One rule necessitates that 10% of all patient-care orders must be entered digitally by a licensed operator. But Wise wonders how a hospital would determine that it's reached that 10% computerized physician-order mark while processing thousands of handwritten orders every day.
'A High Bar'
Companies whose software lets medical providers ditch paper are racing to ensure that doctors and hospitals using their programs can meet the new criteria. "The bar that has been set by the new guidelines is high," says Ryan Howard, C.E.O. of Practice Fusion, a San Francisco software company whose Web-based electronic medical records are used by more than 25,000 medical providers. Howard praises the new standard: "It really is pretty impressive -- it really does affect the quality of care."
Meeting the new requirements, Howard says, could take longer for what he calls "legacy vendors." Companies like All Scripts (MDRX) and eClinicalWorks offer electronic medical records systems as software that must be installed; Practice Fusion's system is Web-based, hosted on an outside server. "Let's say they knew exactly what steps they had to take to meet the new criteria," says Howard. "It's still going to be a two-year process."

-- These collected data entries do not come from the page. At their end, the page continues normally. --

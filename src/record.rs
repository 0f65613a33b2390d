//! The decoded-message delta model and its raw input.
//!
//! `DecodedRecord` holds every field a decode call might learn, as typed
//! `Option`s: `None` means "not learned from this message."
//! [`DecodedRecord::merge`] implements "some overwrites none," the
//! delta-merge semantics a caller applies when folding a decode result into
//! a per-aircraft record.

/// One raw Mode-S/ADS-B transmission as handed to [`crate::dispatch::decode_message`].
///
/// `bits` is right-aligned to `length_bits` (see [`crate::bits`]); callers
/// are responsible for shifting a raw capture down to that alignment before
/// constructing a `RawMessage`. `timestamp` is a caller-supplied monotonic
/// seconds value (e.g. the SDR capture's arrival time), used only for the
/// CPR odd/even pairing window — decode itself performs no I/O and samples
/// no clock.
#[derive(Debug, Clone, Copy, PartialEq)]
pub struct RawMessage {
    pub signal_strength: u8,
    pub bits: u128,
    pub length_bits: u8,
    pub timestamp: f64,
}

impl RawMessage {
    /// Derive `length_bits` from the top bit of the 5-bit DF field: DF ≥ 16
    /// is a long (112-bit) message, otherwise short (56-bit).
    pub fn length_for_df(df: u8) -> u8 {
        if df & 0x10 != 0 {
            112
        } else {
            56
        }
    }
}

/// The result of decoding one message: every field the decoder populated
/// this call, `None` everywhere else.
#[derive(Debug, Clone, Default, PartialEq, serde::Serialize)]
pub struct DecodedRecord {
    pub signal_strength: Option<u8>,
    pub downlink_format: Option<u8>,
    pub icao24: Option<u32>,
    pub call_sign: Option<String>,
    pub squawk: Option<String>,
    pub altitude: Option<i32>,
    pub velocity: Option<f64>,
    pub heading: Option<f64>,
    pub latitude: Option<f64>,
    pub longitude: Option<f64>,
    pub vertical_rate: Option<i32>,
    pub flight_status: Option<u8>,
    pub on_ground: Option<bool>,
    pub ew_velocity: Option<i32>,
    pub ns_velocity: Option<i32>,
    pub capability: Option<u8>,
    pub type_code: Option<u8>,
    pub emitter_category: Option<u8>,
    pub crc_sum: Option<u32>,
    pub crc_ok: Option<bool>,

    // Per-aircraft CPR pairing state.
    pub odd_raw_latitude: Option<u32>,
    pub odd_raw_longitude: Option<u32>,
    pub odd_time: Option<f64>,
    pub even_raw_latitude: Option<u32>,
    pub even_raw_longitude: Option<u32>,
    pub even_time: Option<f64>,

    /// Set by a decode call that resolved a global CPR position this call
    /// and consumed the pair. Not itself a decoded field -- a one-shot
    /// signal to [`DecodedRecord::merge`] telling it to clear the
    /// CPR-pairing fields on the merged record rather than leave them
    /// untouched. Always `false` on a freshly merged record.
    pub cpr_pair_consumed: bool,
}

/// `Some` in `delta` overwrites the corresponding field in `self`; `None`
/// in `delta` leaves `self`'s value untouched.
macro_rules! take {
    ($out:expr, $self:expr, $delta:expr, $($field:ident),+ $(,)?) => {
        $(
            $out.$field = $delta.$field.clone().or_else(|| $self.$field.clone());
        )+
    };
}

impl DecodedRecord {
    /// Merge `delta` (this call's decode result) onto `self` (the prior
    /// per-aircraft record).
    ///
    /// Every field, including the six CPR-pairing fields, follows "some
    /// overwrites none": a decode call that never touches CPR pairing (any
    /// message other than an airborne position squitter) leaves `delta`'s
    /// six pairing fields at `None`, and merging must not erase `self`'s
    /// in-progress pair just because a different message type arrived in
    /// between. The one exception is an explicit clear: when
    /// [`crate::dispatch::decode_message`] resolves a global CPR position
    /// and consumes the pair, it sets `delta.cpr_pair_consumed`, which
    /// forces the pairing fields to `None` on the merged record regardless
    /// of what `self` was carrying.
    pub fn merge(&self, delta: &DecodedRecord) -> DecodedRecord {
        let mut out = DecodedRecord::default();
        take!(
            out, self, delta,
            signal_strength,
            downlink_format,
            icao24,
            call_sign,
            squawk,
            altitude,
            velocity,
            heading,
            latitude,
            longitude,
            vertical_rate,
            flight_status,
            on_ground,
            ew_velocity,
            ns_velocity,
            capability,
            type_code,
            emitter_category,
            crc_sum,
            crc_ok,
            odd_raw_latitude,
            odd_raw_longitude,
            odd_time,
            even_raw_latitude,
            even_raw_longitude,
            even_time,
        );
        if delta.cpr_pair_consumed {
            out.clear_cpr_pair();
        }
        out
    }

    /// Clear the CPR raw-pair state, as required after a successful global
    /// decode: both timestamps reset and both raw latitude/longitude pairs
    /// cleared.
    pub fn clear_cpr_pair(&mut self) {
        self.odd_raw_latitude = None;
        self.odd_raw_longitude = None;
        self.odd_time = None;
        self.even_raw_latitude = None;
        self.even_raw_longitude = None;
        self.even_time = None;
    }
}
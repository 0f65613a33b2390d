//! modes-decode: pure Mode S / ADS-B downlink message decoder.
//!
//! No demodulation, no track store, no I/O — just the decode: CRC
//! validation with single-bit correction, Gillham altitude, CPR position,
//! and DF/TC dispatch across the 32 downlink formats.

pub mod altitude;
pub mod bits;
pub mod config;
pub mod cpr;
pub mod crc;
pub mod dispatch;
pub mod error;
pub mod fields;
pub mod gillham;
pub mod record;
pub mod stats;

pub use config::DecodeConfig;
pub use dispatch::decode_message;
pub use error::{DecodeError, Result};
pub use record::{DecodedRecord, RawMessage};
pub use stats::{AtomicStats, NullStats, StatsSink};
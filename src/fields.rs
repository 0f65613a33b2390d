//! Stateless field decoders: callsign, squawk formatting, ground movement
//! to speed, vertical rate, ground heading, and airborne velocity.
//!
//! Each function here operates on already-extracted byte values rather
//! than re-deriving them (that's [`crate::bits`]'s job).

use crate::bits;
use crate::gillham::parse_id13;

/// ICAO 6-bit callsign character set.
const CALLSIGN_CHARSET: &[u8; 64] =
    b"#ABCDEFGHIJKLMNOPQRSTUVWXYZ#####_###############0123456789######";

/// Decode the 48-bit callsign payload (bits 40..88 of a long message) into
/// an 8-character string, stripping the `_`/`#` padding characters.
pub fn decode_callsign(msg_bits: u128, length_bits: u8) -> String {
    let mut raw = String::with_capacity(8);
    for i in 0..8 {
        let code = bits::field(msg_bits, length_bits, 40 + i * 6, 6) as usize;
        raw.push(CALLSIGN_CHARSET[code] as char);
    }
    raw.retain(|c| c != '_' && c != '#');
    raw
}

/// Decode a raw 13-bit ID field into a 4-digit uppercase hex squawk string,
/// zero-padded.
pub fn decode_squawk(id13_field: u32) -> String {
    format!("{:04X}", parse_id13(id13_field) & 0xFFFF)
}

/// Convert a 7-bit ground movement code (1..=124; 0/125/126/127 must be
/// rejected by the caller before calling this) to ground speed in knots.
pub fn parse_movement(movement: i32) -> i32 {
    if movement > 123 {
        199 // > 175kt
    } else if movement > 108 {
        (movement - 108) * 5 + 100
    } else if movement > 93 {
        (movement - 93) * 2 + 70
    } else if movement > 38 {
        movement - 38 + 15
    } else if movement > 12 {
        ((movement - 11) >> 1) + 2
    } else if movement > 8 {
        ((movement - 6) >> 2) + 1
    } else {
        0
    }
}

/// Decode the 9-bit vertical rate field spanning bytes 8-9, in ft/min.
pub fn parse_vertical_rate(byte8: u8, byte9: u8) -> i32 {
    let mut vr = (((byte8 & 0x07) as i32) << 6) | ((byte9 >> 2) as i32);
    if vr == 0 {
        return 0;
    }
    vr -= 1;
    if byte8 & 0x08 != 0 {
        vr = -vr;
    }
    vr * 64
}

/// Decode the 7-bit ground heading field spanning bytes 5-6, in degrees.
/// Returns 0 when the heading-status bit (byte5 & 0x08) is clear.
pub fn parse_ground_heading(byte5: u8, byte6: u8) -> u32 {
    if byte5 & 0x08 == 0 {
        return 0;
    }
    let field = (((byte5 as u32) << 4) | ((byte6 as u32) >> 4)) & 0x007F;
    (field * 45) >> 4
}

/// East-west/north-south components and resolved speed/heading for a
/// ground-speed (sub-type 1-2) airborne velocity message.
#[derive(Debug, Clone, Copy, Default, PartialEq)]
pub struct GroundVelocity {
    pub ew_velocity: Option<i32>,
    pub ns_velocity: Option<i32>,
    pub velocity: Option<f64>,
    pub heading: Option<f64>,
}

/// Decode DF17 TC19 sub-type 1 (subsonic) or 2 (supersonic) ground-speed
/// velocity: east-west and north-south signed components, combined into a
/// magnitude/heading pair.
pub fn decode_ground_velocity(sub_type: u8, byte5: u8, byte6: u8, byte7: u8, byte8: u8) -> GroundVelocity {
    let mut out = GroundVelocity::default();

    let east_west_raw = (((byte5 & 0x03) as i32) << 8) | byte6 as i32;
    let north_south_raw = (((byte7 & 0x7F) as i32) << 3) | ((byte8 >> 5) as i32);

    let mut ew = east_west_raw - 1;
    let mut ns = north_south_raw - 1;
    if sub_type == 2 {
        ew <<= 2;
        ns <<= 2;
    }

    if east_west_raw != 0 {
        if byte5 & 0x04 != 0 {
            ew = -ew;
        }
        out.ew_velocity = Some(ew);
    }
    if north_south_raw != 0 {
        if byte7 & 0x80 != 0 {
            ns = -ns;
        }
        out.ns_velocity = Some(ns);
    }

    if east_west_raw != 0 && north_south_raw != 0 {
        let velocity = (((ns * ns) + (ew * ew)) as f64).sqrt();
        out.velocity = Some(velocity);
        if velocity != 0.0 {
            let mut heading = (ew as f64).atan2(ns as f64) * 180.0 / std::f64::consts::PI;
            if heading < 0.0 {
                heading += 360.0;
            }
            out.heading = Some(heading);
        }
    }

    out
}

/// Airspeed/heading for a DF17 TC19 sub-type 3 (subsonic) or 4 (supersonic)
/// airspeed velocity message.
#[derive(Debug, Clone, Copy, Default, PartialEq)]
pub struct AirspeedVelocity {
    pub velocity: Option<f64>,
    pub heading: Option<f64>,
}

/// Decode an airspeed-type (sub-type 3-4) velocity message. Heading is only
/// populated when the heading-status bit (byte5 & 0x04) is set, using the
/// 1024-counts-per-circle scale specific to this sub-type family.
pub fn decode_airspeed_velocity(sub_type: u8, byte5: u8, byte6: u8, byte7: u8, byte8: u8) -> AirspeedVelocity {
    let mut out = AirspeedVelocity::default();

    let mut airspeed = (((byte7 & 0x7F) as i32) << 3) | ((byte8 >> 5) as i32);
    if airspeed != 0 {
        airspeed -= 1;
        if sub_type == 4 {
            airspeed <<= 2;
        }
        out.velocity = Some(airspeed as f64);
    }

    if byte5 & 0x04 != 0 {
        let heading = ((((byte5 & 0x03) as u32) << 8 | byte6 as u32) * 45) >> 7;
        out.heading = Some(heading as f64);
    }

    out
}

Rivals disagree. Allscripts said in a January 11 statement that it's rolling out a program guaranteeing that its electronic health-record system will quality for federal incentives. "Allscripts is making it safe and easy for physicians to adopt and use EHRs through our guarantee, financing and implementation programs," says Allscripts CEO Gren Tullman.
Worth the Effort?
There's still lots to be worked out before doctors' offices and medical providers, many still awash in paper, go electronic. Will the effort be worthwhile? A study from the Center for Studying Health System Change warns that electronic medical records can have the unintended consequence of "creating information overload that complicates providers' efforts to discern key clinical information."
Still, proponents of the switch from paper say that electronic records will improve care: They'll reduce medication errors by flagging potential patient drug allergies, for example, or providing wellness prompts reminding patients to get prostate or breast exams, they say.
"There are about a million ways points of care can be improved with electronic medical records," Howard says. With the U.S. health system on track for reform, even just a few improvements would be welcome.